In its 6-3 decision, the Court declared that the “recognition power” — derived from the Constitution’s statement (Art. II, §3) that the President “shall receive Ambassadors and other public Ministers” — is the President’s “sole prerogative.” As Justice Anthony Kennedy put it in his majority opinion: “Recognition is an act with immediate and powerful significance for international relations, so the President’s position must be clear. Congress cannot require him to contradict his own statement regarding a determination of formal recognition.”

As the old saying goes, hard cases make bad law, and there’s no doubt this was a hard case. The precedents were mixed; the constitutional doctrine exiguous. What’s clear is that Congress’ entire purpose was to push the country (as it has tried to do before) to acknowledge Israeli sovereignty over Jerusalem by recognizing it as Israel’s capital. Even as he disputed the majority’s position on recognition, Justice Antonin acknowledged as much in his dissent:

But these features do not show that §214(d) recognizes Israel’s sovereignty over Jerusalem. They show only that the law displays symbolic support for Israel’s territorial claim. That symbolism may have tremendous significance as a matter of international diplomacy, but it makes no difference as a matter of constitutional law.
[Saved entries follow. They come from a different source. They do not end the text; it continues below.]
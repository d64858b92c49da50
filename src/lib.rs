pub mod access;
pub mod ast;
pub mod binding;
pub mod error;
pub mod evaluator;
pub mod lexer;
pub mod output;
pub mod parser;
pub mod reflect;
pub mod registry;
pub mod validator;
pub mod value;
pub mod vm;

#[cfg(feature = "cli")]
pub mod cli;

pub use ast::{BinOp, Expr, ExprSelector, Selector, UnaryOp};
pub use binding::{BindError, Binder, BinderConfig, ParamSource};
pub use error::{CoerceError, ParseError, TagExprError};
pub use evaluator::Evaluator;
pub use lexer::{Lexer, find_selector};
pub use output::to_json;
pub use parser::{Parser, parse_expr, parse_tag};
pub use reflect::{Described, Kind, Reflect, StructDesc};
pub use registry::{StructMeta, TypeCache};
pub use validator::{CustomError, ERR_MSG_EXPR_NAME, ValidateError, ValidationError, Validator};
pub use value::Value;
pub use vm::{TagExpr, Vm};
//! # Tag Expression Language - Abstract Syntax Tree
//!
//! Expressions live in struct field tags and are parsed once, when a struct
//! type is first registered. The resulting trees are immutable and shared by
//! every evaluation against instances of that type.
//!
//! ## Architecture Overview
//!
//! - **[expressions]** - Expression nodes (selectors, literals, groups, operators, calls)
//! - **[operators]** - Binary and unary operators with their precedence
//! - **[selector]** - The `$` selector node and `field@name` addressing
//! - **[functions]** - Built-in functions
//!
//! ## Quick Start
//!
//! ```text
//! $<0||$>=100
//! ```
//!
//! `$` is the value of the field the tag is declared on. The expression is
//! true when that value is negative or at least 100.
//!
//! ## Selectors
//!
//! ```text
//! $              // the current field
//! (a.b)$         // absolute path from the struct root
//! $[0]           // index into the current field
//! (m)$['key']    // map lookup
//! !$  !!$        // boolean coercion, negated when the count of `!` is odd
//! -$  --$        // numeric negation, negated when the count of `-` is odd
//! ```
//!
//! ## Named Expressions
//!
//! A tag may hold several `;`-separated expressions. The unnamed one is
//! the default; the others are addressed as `field@name`:
//!
//! ```text
//! $>0;msg:'must be positive'
//! ```
pub mod expressions;
pub mod functions;
pub mod operators;
pub mod selector;

pub use expressions::Expr;
pub use functions::Function;
pub use operators::{BinOp, UnaryOp};
pub use selector::{DEFAULT_EXPR_NAME, EXPR_NAME_SEPARATOR, ExprSelector, Selector};
//! Validate JSON input against tag expressions

use super::{CliError, compile, parse_input};
use crate::validator::{ValidateError, ValidationError, Validator};

/// Options for the validate command
#[derive(Debug, Clone, Default)]
pub struct ValidateOptions {
    /// `path=tag` pairs
    pub exprs: Vec<String>,
    /// JSON input string
    pub input: Option<String>,
}

#[derive(Debug)]
pub enum ValidateOutcome {
    Valid,
    Invalid(ValidationError),
}

/// Execute a tagexpr validate operation
pub fn execute_validate(options: &ValidateOptions) -> Result<ValidateOutcome, CliError> {
    let meta = compile(&options.exprs)?;
    let document = parse_input(options.input.as_ref())?;

    match Validator::new("cli").validate_with(&meta, &document) {
        Ok(()) => Ok(ValidateOutcome::Valid),
        Err(ValidateError::Invalid(e)) => Ok(ValidateOutcome::Invalid(e)),
        Err(ValidateError::Registration(e)) => Err(CliError::Registration(e)),
        Err(e @ ValidateError::Custom(_)) => Err(CliError::Validation(e)),
    }
}
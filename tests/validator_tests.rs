// tests/validator_tests.rs

use std::collections::BTreeMap;

use serde_json::json;
use tagexpr::{StructMeta, TagExprError, ValidateError, ValidationError, Validator};

tagexpr::tagged! {
    #[derive(Debug, Default)]
    pub struct Item {
        #[tag(vd = "len($)>0;msg:sprintf('item %v needs a name', (id)$)")]
        pub name: String,
        pub id: u32,
    }
}

tagexpr::tagged! {
    #[derive(Debug, Default)]
    pub struct Address {
        #[tag(vd = "len($)>0")]
        pub street: String,
    }
}

tagexpr::tagged! {
    #[derive(Debug, Default)]
    pub struct Order {
        #[tag(vd = "$>0;msg:'quantity must be positive'")]
        pub quantity: i64,
        pub items: Vec<Item>,
        pub extras: BTreeMap<String, Item>,
        pub shipping: Option<Address>,
        pub notes: Vec<String>,
    }
}

tagexpr::tagged! {
    #[derive(Debug, Default)]
    pub struct Link {
        #[tag(vd = "$>0")]
        pub id: u32,
        pub next: Option<Box<Link>>,
    }
}

tagexpr::tagged! {
    #[derive(Debug, Default)]
    pub struct Hinted {
        #[tag(vd = "$!='';msg:'unused';hint:'code is required'")]
        pub code: String,
        #[tag(vd = "$;msg:1")]
        pub agreed: bool,
    }
}

tagexpr::tagged! {
    #[derive(Debug, Default)]
    pub struct Malformed {
        #[tag(vd = "len(")]
        pub name: String,
    }
}

#[derive(thiserror::Error, Debug, PartialEq)]
#[error("{path}: {msg}")]
pub struct Rejected {
    pub path: String,
    pub msg: String,
}

fn item(name: &str, id: u32) -> Item {
    Item {
        name: name.to_string(),
        id,
    }
}

fn order() -> Order {
    Order {
        quantity: 1,
        items: vec![item("pen", 1)],
        shipping: Some(Address {
            street: "Main St".to_string(),
        }),
        ..Default::default()
    }
}

fn invalid(err: ValidateError) -> ValidationError {
    match err {
        ValidateError::Invalid(err) => err,
        other => panic!("expected a validation failure, got {}", other),
    }
}

// ============================================================================
// Struct fields
// ============================================================================

#[test]
fn test_valid_struct() {
    let validator = Validator::new("vd");
    assert_eq!(validator.validate(&order()), Ok(()));
}

#[test]
fn test_message_expression() {
    let validator = Validator::new("vd");
    let value = Order {
        quantity: 0,
        ..order()
    };
    let err = invalid(validator.validate(&value).unwrap_err());
    assert_eq!(err.fail_path, "quantity");
    assert_eq!(err.msg, "quantity must be positive");
    assert_eq!(err.to_string(), "quantity must be positive");
}

#[test]
fn test_default_message() {
    let validator = Validator::new("vd");
    let value = Order {
        shipping: Some(Address::default()),
        ..order()
    };
    let err = invalid(validator.validate(&value).unwrap_err());
    assert_eq!(err.fail_path, "shipping.street");
    assert_eq!(err.msg, "");
    assert_eq!(err.to_string(), "invalid parameter: shipping.street");
}

#[test]
fn test_non_string_message_is_ignored() {
    let validator = Validator::new("vd");
    let value = Hinted {
        code: "x".to_string(),
        agreed: false,
    };
    let err = invalid(validator.validate(&value).unwrap_err());
    assert_eq!(err.to_string(), "invalid parameter: agreed");
}

#[test]
fn test_custom_message_name() {
    let validator = Validator::new("vd").with_msg_name("hint");
    let err = invalid(validator.validate(&Hinted::default()).unwrap_err());
    assert_eq!(err.fail_path, "code");
    assert_eq!(err.msg, "code is required");
}

#[test]
fn test_first_failure_wins() {
    let validator = Validator::new("vd");
    let value = Order {
        quantity: -1,
        items: vec![item("", 7)],
        ..order()
    };
    let err = invalid(validator.validate(&value).unwrap_err());
    assert_eq!(err.fail_path, "quantity");
}

#[test]
fn test_error_factory() {
    let validator = Validator::new("vd").with_error_factory(|path, msg| Rejected {
        path: path.to_string(),
        msg: msg.to_string(),
    });
    let value = Order {
        items: vec![item("pen", 1), item("", 2)],
        ..order()
    };
    let err = validator.validate(&value).unwrap_err();
    assert_eq!(err.to_string(), "items/1/name: item 2 needs a name");
    match err {
        ValidateError::Custom(custom) => assert_eq!(
            custom.downcast_ref::<Rejected>(),
            Some(&Rejected {
                path: "items/1/name".to_string(),
                msg: "item 2 needs a name".to_string(),
            })
        ),
        other => panic!("expected a custom error, got {:?}", other),
    }

    assert_eq!(validator.validate(&order()), Ok(()));
}

#[test]
fn test_error_factory_reset() {
    let validator = Validator::new("vd")
        .with_error_factory(|path, _| Rejected {
            path: path.to_string(),
            msg: String::new(),
        })
        .with_default_errors();
    let err = invalid(validator.validate(&Hinted::default()).unwrap_err());
    assert_eq!(err.fail_path, "code");
    assert_eq!(err.msg, "unused");
}

// ============================================================================
// Sequences and maps
// ============================================================================

#[test]
fn test_sequence_elements_in_ascending_order() {
    let validator = Validator::new("vd");
    let value = Order {
        items: vec![item("pen", 1), item("", 2), item("", 3)],
        ..order()
    };
    let err = invalid(validator.validate(&value).unwrap_err());
    assert_eq!(err.fail_path, "items/1/name");
    assert_eq!(err.msg, "item 2 needs a name");
}

#[test]
fn test_map_values() {
    let validator = Validator::new("vd");
    let value = Order {
        extras: BTreeMap::from([
            ("bag".to_string(), item("bag", 8)),
            ("gift".to_string(), item("", 9)),
        ]),
        ..order()
    };
    let err = invalid(validator.validate(&value).unwrap_err());
    assert_eq!(err.fail_path, "extras/gift/name");
    assert_eq!(err.msg, "item 9 needs a name");
}

#[test]
fn test_top_level_sequence() {
    let validator = Validator::new("vd");
    let items = vec![item("a", 1), item("", 2)];
    let err = invalid(validator.validate(&items).unwrap_err());
    assert_eq!(err.fail_path, "1/name");

    let nested = vec![vec![item("a", 1)], vec![item("", 5)]];
    let err = invalid(validator.validate(&nested).unwrap_err());
    assert_eq!(err.fail_path, "1/0/name");
}

#[test]
fn test_recursive_struct() {
    let validator = Validator::new("vd");
    let value = Link {
        id: 1,
        next: Some(Box::new(Link {
            id: 2,
            next: Some(Box::new(Link { id: 0, next: None })),
        })),
    };
    let err = invalid(validator.validate(&value).unwrap_err());
    assert_eq!(err.fail_path, "next/next/id");
}

// ============================================================================
// Other inputs
// ============================================================================

#[test]
fn test_values_without_structs() {
    let validator = Validator::new("vd");
    assert_eq!(validator.validate(&5i32), Ok(()));
    assert_eq!(validator.validate(&None::<Order>), Ok(()));
    assert_eq!(validator.validate(&vec![1, 2, 3]), Ok(()));
}

#[test]
fn test_registration_error() {
    let validator = Validator::new("vd");
    let err = validator.validate(&Malformed::default()).unwrap_err();
    assert!(matches!(
        err,
        ValidateError::Registration(TagExprError::Parse { .. })
    ));
}

#[test]
fn test_validate_with_compiled_tags() {
    let validator = Validator::new("cli");
    let meta = StructMeta::from_tags("doc", [("age", "$>=18;msg:'too young'"), ("name", "len($)>0")]).unwrap();

    assert_eq!(validator.validate_with(&meta, &json!({"age": 21, "name": "x"})), Ok(()));

    let err = invalid(
        validator
            .validate_with(&meta, &json!({"age": 12, "name": "x"}))
            .unwrap_err(),
    );
    assert_eq!(err.msg, "too young");

    let err = invalid(validator.validate_with(&meta, &json!({"age": 30})).unwrap_err());
    assert_eq!(err.fail_path, "name");
}
//! Per-type metadata: flattened fields and their parsed expressions.

use std::any::TypeId;
use std::collections::HashMap;
use std::collections::hash_map::Entry;
use std::sync::Arc;

use log::debug;
use parking_lot::RwLock;

use crate::ast::{Expr, ExprSelector};
use crate::error::TagExprError;
use crate::parser::{parse_expr, parse_tag};
use crate::reflect::{Kind, StructDesc};

/// Lazily built values keyed by type.
///
/// Readers take the shared lock. A miss builds the value outside any lock and
/// inserts it only if no other thread got there first, so a reader never sees
/// a half-built entry and every caller ends up with the same `Arc`.
pub struct TypeCache<V> {
    entries: RwLock<HashMap<TypeId, Arc<V>>>,
}

impl<V> TypeCache<V> {
    pub fn new() -> Self {
        TypeCache {
            entries: RwLock::new(HashMap::new()),
        }
    }

    pub fn get(&self, id: TypeId) -> Option<Arc<V>> {
        self.entries.read().get(&id).cloned()
    }

    pub fn get_or_try_insert_with<E>(
        &self,
        id: TypeId,
        build: impl FnOnce() -> Result<V, E>,
    ) -> Result<Arc<V>, E> {
        if let Some(found) = self.get(id) {
            return Ok(found);
        }

        let built = Arc::new(build()?);
        match self.entries.write().entry(id) {
            Entry::Occupied(existing) => {
                debug!("discarding duplicate metadata for {:?}", id);
                Ok(Arc::clone(existing.get()))
            }
            Entry::Vacant(slot) => Ok(Arc::clone(slot.insert(built))),
        }
    }

    pub fn len(&self) -> usize {
        self.entries.read().len()
    }

    pub fn is_empty(&self) -> bool {
        self.len() == 0
    }
}

impl<V> Default for TypeCache<V> {
    fn default() -> Self {
        TypeCache::new()
    }
}

/// A struct field reached from the root, nested structs flattened into
/// dotted paths.
#[derive(Debug, Clone)]
pub struct FieldMeta {
    pub path: String,
    pub kind: Kind,
    pub tags: Vec<(&'static str, &'static str)>,
    /// A nested struct whose type already encloses it; its fields are not
    /// flattened
    pub recursive: bool,
}

impl FieldMeta {
    pub fn tag(&self, name: &str) -> Option<&'static str> {
        self.tags
            .iter()
            .find(|(tag, _)| *tag == name)
            .map(|(_, text)| *text)
    }

    /// Last path segment.
    pub fn name(&self) -> &str {
        self.path.rsplit('.').next().unwrap_or(&self.path)
    }
}

/// Every field of a type, depth first in declaration order.
///
/// Nested tagged structs (also behind `Option` or `Box`) are descended into.
/// A type already on the path is not entered again, which keeps recursive
/// types finite.
pub(crate) fn flatten(desc: &StructDesc) -> Vec<FieldMeta> {
    let mut fields = Vec::new();
    let mut stack = vec![desc.type_id];
    flatten_into(desc, "", &mut stack, &mut fields);
    fields
}

fn flatten_into(desc: &StructDesc, prefix: &str, stack: &mut Vec<TypeId>, out: &mut Vec<FieldMeta>) {
    for field in &desc.fields {
        let path = format!("{}{}", prefix, field.name);
        let nested = (field.nested)();
        let recursive = nested
            .as_ref()
            .is_some_and(|nested| stack.contains(&nested.type_id));
        out.push(FieldMeta {
            path: path.clone(),
            kind: field.kind,
            tags: field.tags.clone(),
            recursive,
        });

        if let Some(nested) = nested.filter(|_| !recursive) {
            stack.push(nested.type_id);
            flatten_into(&nested, &format!("{}.", path), stack, out);
            stack.pop();
        }
    }
}

/// The compiled expressions of one struct type.
#[derive(Debug, Clone)]
pub struct StructMeta {
    type_name: String,
    fields: Vec<FieldMeta>,
    exprs: Vec<(ExprSelector, Expr)>,
    index: HashMap<ExprSelector, usize>,
}

impl StructMeta {
    fn empty(type_name: impl Into<String>) -> Self {
        StructMeta {
            type_name: type_name.into(),
            fields: Vec::new(),
            exprs: Vec::new(),
            index: HashMap::new(),
        }
    }

    /// Parses every `tag_name` tag of a struct and its nested structs.
    pub fn from_desc(desc: &StructDesc, tag_name: &str) -> Result<Self, TagExprError> {
        let mut meta = StructMeta::empty(desc.type_name);
        meta.fields = flatten(desc);

        let tagged: Vec<(String, &'static str)> = meta
            .fields
            .iter()
            .filter_map(|field| field.tag(tag_name).map(|tag| (field.path.clone(), tag)))
            .collect();
        for (path, tag) in tagged {
            meta.add_tag(&path, tag)?;
        }

        debug!(
            "registered {} ({} fields, {} expressions)",
            meta.type_name,
            meta.fields.len(),
            meta.exprs.len()
        );
        Ok(meta)
    }

    /// Builds metadata from `(field path, tag text)` pairs, for values
    /// without a static layout such as JSON documents.
    pub fn from_tags<I, P, T>(type_name: &str, tags: I) -> Result<Self, TagExprError>
    where
        I: IntoIterator<Item = (P, T)>,
        P: AsRef<str>,
        T: AsRef<str>,
    {
        let mut meta = StructMeta::empty(type_name);
        for (path, tag) in tags {
            let path = path.as_ref();
            meta.fields.push(FieldMeta {
                path: path.to_string(),
                kind: Kind::Dynamic,
                tags: Vec::new(),
                recursive: false,
            });
            meta.add_tag(path, tag.as_ref())?;
        }
        Ok(meta)
    }

    fn add_tag(&mut self, path: &str, tag: &str) -> Result<(), TagExprError> {
        for segment in parse_tag(tag) {
            let selector = ExprSelector::new(path, segment.name);
            if self.index.contains_key(&selector) {
                return Err(TagExprError::DuplicateName {
                    type_name: self.type_name.clone(),
                    selector,
                });
            }
            let expr = parse_expr(&segment.text).map_err(|source| TagExprError::Parse {
                type_name: self.type_name.clone(),
                selector: selector.clone(),
                source,
            })?;
            self.index.insert(selector.clone(), self.exprs.len());
            self.exprs.push((selector, expr));
        }
        Ok(())
    }

    pub fn type_name(&self) -> &str {
        &self.type_name
    }

    pub fn fields(&self) -> &[FieldMeta] {
        &self.fields
    }

    pub fn expr(&self, selector: &ExprSelector) -> Option<&Expr> {
        self.index.get(selector).map(|&i| &self.exprs[i].1)
    }

    /// All expressions in declaration order.
    pub fn exprs(&self) -> impl Iterator<Item = (&ExprSelector, &Expr)> {
        self.exprs.iter().map(|(selector, expr)| (selector, expr))
    }

    /// The unnamed expression of each field, in declaration order.
    pub fn default_exprs(&self) -> impl Iterator<Item = (&ExprSelector, &Expr)> {
        self.exprs().filter(|(selector, _)| selector.is_default())
    }

    pub fn selectors(&self) -> impl Iterator<Item = &ExprSelector> {
        self.exprs.iter().map(|(selector, _)| selector)
    }

    pub fn len(&self) -> usize {
        self.exprs.len()
    }

    pub fn is_empty(&self) -> bool {
        self.exprs.is_empty()
    }
}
It is precisely because diplomacy frequently depends on such symbolism that Congress should defer to the authority of the Executive Branch, charged as the latter is with the conduct of foreign policy. As the Court made clear, this does not mean that Congress has no constitutional function when it comes to foreign policy — most importantly with respect to declarations of war and military appropriations. As for what constitutional law signifies, I’d say the Court had sufficient reason to see the determination of place of birth on U.S. passports as representing just the kind of recognition the Constitution envisaged when it gave the President responsibility for receiving ambassadors and other public ministers.